У мистера Ратмана, которого я сейчас осматриваю, довольно непростой случай, и мой консультант обеспокоен, поэтому я назначаю кучу анализов, чтобы выяснить, что с ним такое. Часики, однако, тикают: остается всего 50 минут.
– Переведу его в палату наблюдения, – решает менеджер, следящий за мной, словно ястреб, все дежурство.
Палата наблюдения – это что-то вроде зала ожидания для тех, кого уже осмотрели и кто ждет, пока освободится койка. Этакое чистилище для пациентов. Пока у нас нет результатов анализов, и мы не знаем, что с ним, переводить сюда мистера Ратмана нельзя. В приемном отделении за ним ухаживают лучше. Но менеджера гораздо больше волнует, как будет выглядеть в конце месяца кружок диаграммы на компьютерном экране.
– Вы нарушите «правило четырех часов»! – возмущается он.
Я уже готов сдаться, но тут из-за штор до нас доносится голос мистера Ратмана.
– Я никуда из приемного не пойду. Доктор хочет, чтобы я лежал здесь, так что здесь я и останусь.
Менеджер пытается надавить на него – безуспешно.
– Я вам в деды гожусь, так что не спорьте со мной, – заключает он.
Я молча стою, наблюдая противостояние менеджера и упрямого пациента. Понимая, что проиграл, менеджер бросает на меня раздраженный взгляд и отходит. Когда поступают готовые снимки мистера Ратмана, «правило четырех часов» уже нарушено. Мы решаем положить его в больницу, койка освобождается, и его перевозят в палату.
В статистических выкладках по работе приемного в этом месяце случай мистера Ратмана будет выглядеть, как сбой системы, хотя в действительности мы поступили именно так, как следовало. Однако рамкам и статистике в больнице придают большее значение, чем лечению пациентов. Статистика не нужна ни врачам, ни медсестрам, ни, это уж точно, пациентам. Возникает резонный вопрос: для кого это все?
Мое дежурство закончено. Без ног валюсь спать. Кризис в больнице продолжается.
Среда, 7 января
– Ты же не против, правда? – говорит мистер Прайс.

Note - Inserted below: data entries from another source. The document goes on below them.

//! Progress payloads for file operations.

use std::path::PathBuf;

use serde::Serialize;

/// Byte-level progress of a copy or cross-device move.
#[derive(Debug, Clone, PartialEq, Eq, Serialize)]
pub struct TransferProgress {
    /// Destination file currently being written.
    pub path: PathBuf,
    /// Work units completed before this file.
    pub completed: usize,
    /// Total work units of the operation.
    pub total: usize,
    /// Bytes of the current file written and synced.
    pub bytes_copied: u64,
    /// Size of the current file.
    pub bytes_total: u64,
}

impl TransferProgress {
    /// Overall progress as a fraction (0.0 to 1.0).
    pub fn fraction(&self) -> f64 {
        shelf_core::fraction(self.completed, self.total)
    }

    /// Progress of the current file as a percentage (0.0 to 100.0).
    pub fn file_percentage(&self) -> f64 {
        if self.bytes_total > 0 {
            (self.bytes_copied as f64 / self.bytes_total as f64) * 100.0
        } else {
            100.0
        }
    }
}

/// Update emitted by copy and move operations.
#[derive(Debug, Clone, PartialEq, Eq, Serialize)]
pub enum TransferUpdate {
    /// A synced block of the current file.
    Progress(TransferProgress),
    /// A top-level entry reached its destination.
    Placed {
        path: PathBuf,
        /// Whether an existing entry was replaced, so no new row is needed.
        overwritten: bool,
        completed: usize,
        total: usize,
    },
}

impl TransferUpdate {
    /// Overall progress as a fraction (0.0 to 1.0).
    pub fn fraction(&self) -> f64 {
        match self {
            Self::Progress(progress) => progress.fraction(),
            Self::Placed {
                completed, total, ..
            } => shelf_core::fraction(*completed, *total),
        }
    }
}

/// Update emitted by operations that remove one entry per step.
#[derive(Debug, Clone, PartialEq, Eq)]
pub struct RemovalUpdate<R> {
    /// The entry just handled.
    pub path: PathBuf,
    /// The caller's row, present only for originally selected entries.
    pub row: Option<R>,
    pub completed: usize,
    pub total: usize,
}

impl<R> RemovalUpdate<R> {
    /// Overall progress as a fraction (0.0 to 1.0).
    pub fn fraction(&self) -> f64 {
        shelf_core::fraction(self.completed, self.total)
    }
}

#[cfg(test)]
mod tests {
    use super::*;

    #[test]
    fn test_transfer_fractions() {
        let progress = TransferProgress {
            path: PathBuf::from("/d/a"),
            completed: 1,
            total: 4,
            bytes_copied: 512,
            bytes_total: 1024,
        };
        assert_eq!(progress.fraction(), 0.25);
        assert_eq!(progress.file_percentage(), 50.0);

        let placed = TransferUpdate::Placed {
            path: PathBuf::from("/d/a"),
            overwritten: false,
            completed: 4,
            total: 4,
        };
        assert_eq!(placed.fraction(), 1.0);
    }

    #[test]
    fn test_empty_file_is_complete() {
        let progress = TransferProgress {
            path: PathBuf::from("/d/empty"),
            completed: 0,
            total: 1,
            bytes_copied: 0,
            bytes_total: 0,
        };
        assert_eq!(progress.file_percentage(), 100.0);
    }
}
//! Task abstraction: lifecycle state, stepped tasks and threaded tasks.
//!
//! Two execution strategies share one event contract:
//!
//! - A [`SteppedTask`] performs one bounded increment per [`Scheduler::tick`]
//!   on the controller's own thread, so cancellation is observed within
//!   one step.
//! - A [`ThreadedTask`] runs a whole transfer on a dedicated OS thread and
//!   only communicates by posting [`TaskEvent`]s to the controller's queue.
//!
//! Both drive a [`TaskCore`], which guarantees that `Started` comes first and
//! that exactly one terminal event is sent.

use std::any::Any;
use std::collections::VecDeque;
use std::panic::{self, AssertUnwindSafe};
use std::path::{Path, PathBuf};
use std::thread::{self, JoinHandle};

use tokio_util::sync::CancellationToken;
use tracing::{debug, warn};

use crate::error::{OpError, Result};
use crate::event::{event_channel, EventReceiver, EventSender, TaskEvent};

/// Lifecycle state of a task.
#[derive(Debug, Clone, Copy, PartialEq, Eq)]
pub enum TaskState {
    Idle,
    Running,
    Stopped,
    Finished,
    Failed,
}

impl TaskState {
    /// Whether the task has emitted its terminal event.
    pub fn is_terminal(self) -> bool {
        matches!(self, Self::Stopped | Self::Finished | Self::Failed)
    }
}

/// Cloneable handle used to stop a task from the controller.
#[derive(Debug, Clone, Default)]
pub struct TaskHandle {
    cancel: CancellationToken,
}

impl TaskHandle {
    /// Request cancellation. The task observes it at its next checkpoint.
    pub fn stop(&self) {
        self.cancel.cancel();
    }

    /// Whether cancellation has been requested.
    pub fn is_stopped(&self) -> bool {
        self.cancel.is_cancelled()
    }

    /// The underlying cancellation flag.
    pub fn token(&self) -> &CancellationToken {
        &self.cancel
    }
}

/// Lifecycle bookkeeping and event emission for a single task.
#[derive(Debug)]
pub struct TaskCore<U> {
    state: TaskState,
    tx: EventSender<U>,
    handle: TaskHandle,
}

impl<U> TaskCore<U> {
    /// Create a core posting to `tx`.
    pub fn new(tx: EventSender<U>) -> Self {
        Self {
            state: TaskState::Idle,
            tx,
            handle: TaskHandle::default(),
        }
    }

    /// Create a core together with the receiving end of its queue.
    pub fn channel() -> (Self, EventReceiver<U>) {
        let (tx, rx) = event_channel();
        (Self::new(tx), rx)
    }

    /// Current lifecycle state.
    pub fn state(&self) -> TaskState {
        self.state
    }

    /// A handle that can stop this task.
    pub fn handle(&self) -> TaskHandle {
        self.handle.clone()
    }

    /// The cancellation flag checked at checkpoints.
    pub fn token(&self) -> &CancellationToken {
        self.handle.token()
    }

    /// Return `Err(OpError::Cancelled)` if a stop was requested.
    pub fn checkpoint(&self) -> Result<()> {
        if self.handle.is_stopped() {
            Err(OpError::Cancelled)
        } else {
            Ok(())
        }
    }

    /// Emit `Started` and enter the running state.
    pub fn started(&mut self, total: Option<usize>) {
        if self.state != TaskState::Idle {
            return;
        }
        self.state = TaskState::Running;
        self.send(TaskEvent::Started { total });
    }

    /// Announce work on `path`.
    pub fn pre_update(&self, path: impl Into<PathBuf>) {
        if self.state == TaskState::Running {
            self.send(TaskEvent::PreUpdate { path: path.into() });
        }
    }

    /// Emit a progress payload.
    pub fn update(&self, update: U) {
        if self.state == TaskState::Running {
            self.send(TaskEvent::Updated(update));
        }
    }

    /// Emit `Finished`.
    pub fn finish(&mut self, total: usize) {
        if self.enter_terminal(TaskState::Finished) {
            self.send(TaskEvent::Finished { total });
        }
    }

    /// Emit `Stopped`.
    pub fn stopped(&mut self) {
        if self.enter_terminal(TaskState::Stopped) {
            self.send(TaskEvent::Stopped);
        }
    }

    /// Emit `Failed`, blaming the error's path or `fallback`.
    pub fn fail(&mut self, error: &OpError, fallback: &Path) {
        if self.enter_terminal(TaskState::Failed) {
            let path = error.path().unwrap_or(fallback).to_path_buf();
            debug!(path = %path.display(), %error, "task failed");
            self.send(TaskEvent::Failed {
                path,
                message: error.to_string(),
            });
        }
    }

    /// Emit the terminal event matching `result`.
    ///
    /// Cancellation always maps to `Stopped`, never to `Failed`.
    pub fn conclude(&mut self, result: Result<usize>, fallback: &Path) {
        match result {
            Ok(total) => self.finish(total),
            Err(OpError::Cancelled) => self.stopped(),
            Err(error) => self.fail(&error, fallback),
        }
    }

    fn enter_terminal(&mut self, next: TaskState) -> bool {
        if self.state.is_terminal() {
            return false;
        }
        if self.state == TaskState::Idle {
            // Honour the contract even for tasks that end before they begin.
            self.started(None);
        }
        self.state = next;
        true
    }

    fn send(&self, event: TaskEvent<U>) {
        // A dropped receiver only means nobody is listening any more.
        let _ = self.tx.send(event);
    }
}

/// Outcome of one scheduler turn.
#[derive(Debug, Clone, Copy, PartialEq, Eq)]
pub enum Step {
    /// Re-queue the task for another turn.
    Continue,
    /// The task emitted its terminal event.
    Done,
}

/// A unit of work re-invoked in small increments by a [`Scheduler`].
pub trait SteppedTask {
    /// Emit `Started` and prepare the work list.
    fn start(&mut self) -> Step;

    /// Perform one bounded increment.
    fn step(&mut self) -> Step;

    /// Current lifecycle state.
    fn state(&self) -> TaskState;

    /// A handle that can stop this task.
    fn handle(&self) -> TaskHandle;

    /// Request cancellation; observed by the next [`SteppedTask::step`].
    fn stop(&mut self) {
        self.handle().stop();
    }
}

/// Single-threaded cooperative scheduler for stepped tasks.
///
/// Steps never overlap, so stepped tasks need no locking.
#[derive(Default)]
pub struct Scheduler {
    queue: VecDeque<Box<dyn SteppedTask>>,
}

impl Scheduler {
    /// Create an empty scheduler.
    pub fn new() -> Self {
        Self::default()
    }

    /// Start `task` and queue it if it has more work.
    pub fn spawn(&mut self, mut task: Box<dyn SteppedTask>) -> TaskHandle {
        let handle = task.handle();
        if task.start() == Step::Continue {
            self.queue.push_back(task);
        }
        handle
    }

    /// Run one step of every queued task. Returns the number still queued.
    pub fn tick(&mut self) -> usize {
        for _ in 0..self.queue.len() {
            let Some(mut task) = self.queue.pop_front() else {
                break;
            };
            if task.step() == Step::Continue {
                self.queue.push_back(task);
            }
        }
        self.queue.len()
    }

    /// Tick until no task is left.
    pub fn run_until_idle(&mut self) {
        while self.tick() > 0 {}
    }

    /// Whether no task is queued.
    pub fn is_idle(&self) -> bool {
        self.queue.is_empty()
    }

    /// Number of queued tasks.
    pub fn len(&self) -> usize {
        self.queue.len()
    }

    /// Whether the queue is empty.
    pub fn is_empty(&self) -> bool {
        self.queue.is_empty()
    }
}

/// A task running on its own OS thread.
#[derive(Debug)]
pub struct ThreadedTask {
    handle: TaskHandle,
    thread: Option<JoinHandle<()>>,
}

impl ThreadedTask {
    /// Run `work` on a dedicated thread.
    ///
    /// `work` returns the finished unit count; the core turns the result into
    /// the terminal event. `fallback` is blamed when an error has no path,
    /// and when `work` panics.
    pub fn spawn<U, F>(name: &str, mut core: TaskCore<U>, fallback: PathBuf, work: F) -> Result<Self>
    where
        U: Send + 'static,
        F: FnOnce(&mut TaskCore<U>) -> Result<usize> + Send + 'static,
    {
        let handle = core.handle();
        let thread = thread::Builder::new()
            .name(name.to_string())
            .spawn(move || {
                let result = panic::catch_unwind(AssertUnwindSafe(|| work(&mut core)))
                    .unwrap_or_else(|payload| {
                        let message = panic_message(payload.as_ref());
                        warn!(path = %fallback.display(), %message, "worker panicked");
                        Err(OpError::Panicked {
                            path: fallback.clone(),
                            message,
                        })
                    });
                core.conclude(result, &fallback);
            })
            .map_err(|e| OpError::io(PathBuf::from(name), e))?;

        Ok(Self {
            handle,
            thread: Some(thread),
        })
    }

    /// Request cancellation.
    pub fn stop(&self) {
        self.handle.stop();
    }

    /// A cloneable handle that can stop this task.
    pub fn handle(&self) -> TaskHandle {
        self.handle.clone()
    }

    /// Whether the worker thread has exited.
    pub fn is_finished(&self) -> bool {
        self.thread.as_ref().is_none_or(|t| t.is_finished())
    }

    /// Wait for the worker thread to exit.
    pub fn join(mut self) {
        if let Some(thread) = self.thread.take() {
            let _ = thread.join();
        }
    }
}

fn panic_message(payload: &(dyn Any + Send)) -> String {
    payload
        .downcast_ref::<&str>()
        .map(|s| (*s).to_string())
        .or_else(|| payload.downcast_ref::<String>().cloned())
        .unwrap_or_else(|| "unknown panic".to_string())
}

Я знаю, что он не обратился ко мне по имени, потому что не знает, как меня зовут, и от этого злюсь еще сильнее. Ему отлично известно, что я против, но также ему известно, что я ничего не могу сказать. Его вопрос – простая формальность.
То, о чем я собираюсь рассказать, происходит дважды в неделю, иногда чаще. Мое возмущение вызвано сообщением Труди о доходах мистера Прайса от частной практики. Она ведет его бухгалтерию и довольно либерально смотрит на соблюдение конфиденциальности. Благодаря ей я осознаю, что, сам того не ведая, давно стал составляющей этой практики, против которой решительно выступаю.
Несколько раз в неделю, как раз когда я заканчиваю работу, в отделение являются пациенты. У них нет готовых анализов, нет снимков грудной клетки и прочих стандартных бумаг, которые требуются, чтобы на следующий день им сделали операцию. Хотя технически моя смена закончена, мне приходится оформлять их, назначать необходимые анализы, заполнять бланки и готовить пациентов к завтрашней процедуре. Это означает, что я постоянно задерживаюсь на работе на несколько часов. С какой стати?! Это же частные пациенты мистера Прайса!